Quanto alla mia esperienza, devo dire che ho faticato alquanto a individuare i famosi affreschi di Ajanta. Un po’ per l’oscurità che domina ogni grotta, un po’ per la ressa di gente davanti a ogni vero o presunto capolavoro, sono riuscito a osservare ben poco rispetto a quanto c’era da vedere. La maggior parte delle pitture sono appena riconoscibili, alcune in avanzato stato di degrado: i famosi colori di Ajanta si possono solo apprezzare sulle cartoline o sulle riproduzioni photoshoppate. Ad ogni modo, l’esperienza di poter ammirare affreschi realizzati in tempi così remoti è qualcosa di impagabile.

A proposito di queste pitture rupestri, occorre fare una precisazione “tecnica”. A differenza degli affreschi europei (come quelli di Giotto), dove il colore è applicato sull’intonaco fresco, ad Ajanta si usò la tecnica del “fresco secco”. Ecco in che consiste. Gli artisti stendevano sulla roccia viva uno strato di argilla mescolata a sterco di mucca, pula di riso e fibre vegetali. Sopra questo applicavano un ulteriore strato di calce bianca. Su questo “foglio bianco” iniziavano a dipingere, utilizzando pigmenti vegetali naturali come l’ocra gialla, la terra rossa, il verde malachite, ecc.. Tale stratificazione di elementi ha permesso ai colori di legarsi profondamente al supporto sottostante e restare brillanti per più di mille anni, salvaguardando al contempo gli affreschi dall’umidità della giungla.

Un affresco della grotta 1

Un altro aspetto che ho notato è che, malgrado le grotte siano in sostanza monasteri buddisti, e quindi luoghi sacri per eccellenza, i dipinti celebrano spesso scene di vita terrena, a volte molto profani, per così dire, come dimostra l’immagine sopra.

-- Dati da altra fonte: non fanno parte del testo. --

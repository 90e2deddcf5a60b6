//! Grade-driven review scheduling with streaks, levels and badges.

pub mod config;
pub mod db;
pub mod engagement;
pub mod engine;
pub mod error;
pub mod gateway;
pub mod models;
pub mod schedule;

pub use config::{CadenceConfig, ConfigError};
pub use db::Database;
pub use engine::{Engine, GradeOutcome};
pub use error::{EngineError, PersistenceError, ValidationError};
pub use gateway::PersistenceGateway;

Nelle scene che raccontano le vite precedenti del Buddha si possono individuare facilmente corti lussuose, gioielli, acconciature elaborate, tessuti trasparenti e vagamente sexi. In alcuni ambienti sembra aleggiare un’atmosfera erotica che sembra cozzare con la sacralità un po’ lugubre del posto.

Interno della grotta 10

Infine, un paio di consigli pratici su come visitare le grotte di Ajanta. In primo luogo, tutte le cavità sono quasi al buio. Non solo perché naturalmente prive di luce, ma anche per proteggere i dipinti: infatti all’interno è severamente vietato usare il flash. È consigliabile portare una piccola torcia (ma non puntarla direttamente sui murales) o pagare la piccola tassa per l’accensione delle luci interne dove permesso. Quasi ogni grotta è considerata a tutti gli effetti un luogo sacro, per cui è obbligatorio togliersi le scarpe prima di varcarne l’ingresso. Quindi consiglio di portare scarpe facili da sfilare (sandali o infradito, anche se in alcuni casi sarebbe meglio disporre di scarpe da trekking) o indossare dei calzini spessi per camminare sulla roccia calda e polverosa.